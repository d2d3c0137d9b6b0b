//! AndroidManifest.xml document model and merger.
//!
//! A split's permissions, activities and services are appended to the base
//! manifest when no equal declaration is already present, then split markers
//! are stripped from the root so the result describes one standalone package.

pub mod document;
pub mod merger;
pub mod policy;

pub use document::{Element, ManifestDocument, Node, XmlDeclaration};
pub use merger::{
    is_split_marker, merge_documents, merge_manifests, strip_split_markers, AppendCount,
    DeclarationKind, MergedManifest, MERGED_DECLARATIONS,
};
pub use policy::DedupPolicy;
use crate::core::{MergeError, ToolError};

/// Provides helpful suggestions for common errors
pub trait ErrorHelp {
    fn help(&self) -> Option<String>;
}

/// Name the package that usually provides a given tool.
fn tool_provider(tool: &str) -> Option<&'static str> {
    let name = std::path::Path::new(tool)
        .file_stem()
        .and_then(|s| s.to_str())
        .unwrap_or(tool);
    match name {
        "apktool" => Some("apktool (https://apktool.org)"),
        "zipalign" | "apksigner" => Some("the Android SDK build tools"),
        "keytool" => Some("a Java JDK"),
        _ => None,
    }
}

impl ErrorHelp for ToolError {
    fn help(&self) -> Option<String> {
        let provider = tool_provider(&self.tool);
        if self.is_launch_failure() {
            let hint = match provider {
                Some(p) => format!(
                    "💡 Suggestion: '{}' could not be started. Install {} and make sure it is on your PATH",
                    self.tool, p
                ),
                None => format!(
                    "💡 Suggestion: '{}' could not be started. Check that it is installed and on your PATH",
                    self.tool
                ),
            };
            return Some(hint);
        }
        provider.map(|p| {
            format!(
                "💡 Suggestion: Check the output of '{}' above, and confirm {} is installed and up to date",
                self.tool, p
            )
        })
    }
}

impl ErrorHelp for MergeError {
    fn help(&self) -> Option<String> {
        match self {
            MergeError::NoInputs => Some(
                "💡 Suggestion: Pass the base APK first, followed by its splits, e.g. 'apkmerge base.apk split_config.arm64_v8a.apk'"
                    .to_string(),
            ),
            MergeError::InputNotFound(_) => Some(
                "💡 Suggestion: Check the file path spelling, or run from the directory containing the APKs"
                    .to_string(),
            ),
            MergeError::Parse { .. } => Some(
                "💡 Suggestion: The decompiled AndroidManifest.xml is not well-formed. Try a newer apktool release"
                    .to_string(),
            ),
            MergeError::Structure(msg) => {
                if msg.contains("application") {
                    Some(
                        "💡 Suggestion: Make sure every input is an application package; resource-only archives cannot be merged"
                            .to_string(),
                    )
                } else {
                    Some(
                        "💡 Suggestion: Make sure every input is an APK decompiled by apktool"
                            .to_string(),
                    )
                }
            }
            MergeError::Tool { source, .. } => source.help(),
            MergeError::Config(_) | MergeError::Yaml(_) => Some(
                "💡 Suggestion: Check your config.yaml syntax, or delete it to fall back to defaults"
                    .to_string(),
            ),
            MergeError::Io(e) => {
                if e.kind() == std::io::ErrorKind::PermissionDenied {
                    Some(
                        "💡 Suggestion: Check file permissions, or try running with appropriate permissions"
                            .to_string(),
                    )
                } else if e.kind() == std::io::ErrorKind::NotFound {
                    Some(
                        "💡 Suggestion: The file or directory may not exist. Check the path and try again"
                            .to_string(),
                    )
                } else {
                    None
                }
            }
            _ => None,
        }
    }
}

/// Format an error with helpful suggestions
pub fn format_error_with_help(error: &MergeError) -> String {
    let mut output = format!("❌ Error: {}", error);

    if let Some(help) = error.help() {
        output.push_str("\n\n");
        output.push_str(&help);
    }

    output
}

ACTIVITY =
Output the records in full. Keep every character as it is.

TASK SOLUTION =
repository d2d3c0137d9b6b0b
//! AndroidManifest.xml document model and merger.
//!
//! A split's permissions, activities and services are appended to the base
//! manifest when no equal declaration is already present, then split markers
//! are stripped from the root so the result describes one standalone package.

pub mod document;
pub mod merger;
pub mod policy;

pub use document::{Element, ManifestDocument, Node, XmlDeclaration};
pub use merger::{
    is_split_marker, merge_documents, merge_manifests, strip_split_markers, AppendCount,
    DeclarationKind, MergedManifest, MERGED_DECLARATIONS,
};
pub use policy::DedupPolicy;
use crate::core::{MergeError, ToolError};

/// Provides helpful suggestions for common errors
pub trait ErrorHelp {
    fn help(&self) -> Option<String>;
}

/// Name the package that usually provides a given tool.
fn tool_provider(tool: &str) -> Option<&'static str> {
    let name = std::path::Path::new(tool)
        .file_stem()
        .and_then(|s| s.to_str())
        .unwrap_or(tool);
    match name {
        "apktool" => Some("apktool (https://apktool.org)"),
        "zipalign" | "apksigner" => Some("the Android SDK build tools"),
        "keytool" => Some("a Java JDK"),
        _ => None,
    }
}

impl ErrorHelp for ToolError {
    fn help(&self) -> Option<String> {
        let provider = tool_provider(&self.tool);
        if self.is_launch_failure() {
            let hint = match provider {
                Some(p) => format!(
                    "💡 Suggestion: '{}' could not be started. Install {} and make sure it is on your PATH",
                    self.tool, p
                ),
                None => format!(
                    "💡 Suggestion: '{}' could not be started. Check that it is installed and on your PATH",
                    self.tool
                ),
            };
            return Some(hint);
        }
        provider.map(|p| {
            format!(
                "💡 Suggestion: Check the output of '{}' above, and confirm {} is installed and up to date",
                self.tool, p
            )
        })
    }
}

impl ErrorHelp for MergeError {
    fn help(&self) -> Option<String> {
        match self {
            MergeError::NoInputs => Some(
                "💡 Suggestion: Pass the base APK first, followed by its splits, e.g. 'apkmerge base.apk split_config.arm64_v8a.apk'"
                    .to_string(),
            ),
            MergeError::InputNotFound(_) => Some(
                "💡 Suggestion: Check the file path spelling, or run from the directory containing the APKs"
                    .to_string(),
            ),
            MergeError::Parse { .. } => Some(
                "💡 Suggestion: The decompiled AndroidManifest.xml is not well-formed. Try a newer apktool release"
                    .to_string(),
            ),
            MergeError::Structure(msg) => {
                if msg.contains("application") {
                    Some(
                        "💡 Suggestion: Make sure every input is an application package; resource-only archives cannot be merged"
                            .to_string(),
                    )
                } else {
                    Some(
                        "💡 Suggestion: Make sure every input is an APK decompiled by apktool"
                            .to_string(),
                    )
                }
            }
            MergeError::Tool { source, .. } => source.help(),
            MergeError::Config(_) | MergeError::Yaml(_) => Some(
                "💡 Suggestion: Check your config.yaml syntax, or delete it to fall back to defaults"
                    .to_string(),
            ),
            MergeError::Io(e) => {
                if e.kind() == std::io::ErrorKind::PermissionDenied {
                    Some(
                        "💡 Suggestion: Check file permissions, or try running with appropriate permissions"
                            .to_string(),
                    )
                } else if e.kind() == std::io::ErrorKind::NotFound {
                    Some(
                        "💡 Suggestion: The file or directory may not exist. Check the path and try again"
                            .to_string(),
                    )
                } else {
                    None
                }
            }
            _ => None,
        }
    }
}

/// Format an error with helpful suggestions
pub fn format_error_with_help(error: &MergeError) -> String {
    let mut output = format!("❌ Error: {}", error);

    if let Some(help) = error.help() {
        output.push_str("\n\n");
        output.push_str(&help);
    }

    output
}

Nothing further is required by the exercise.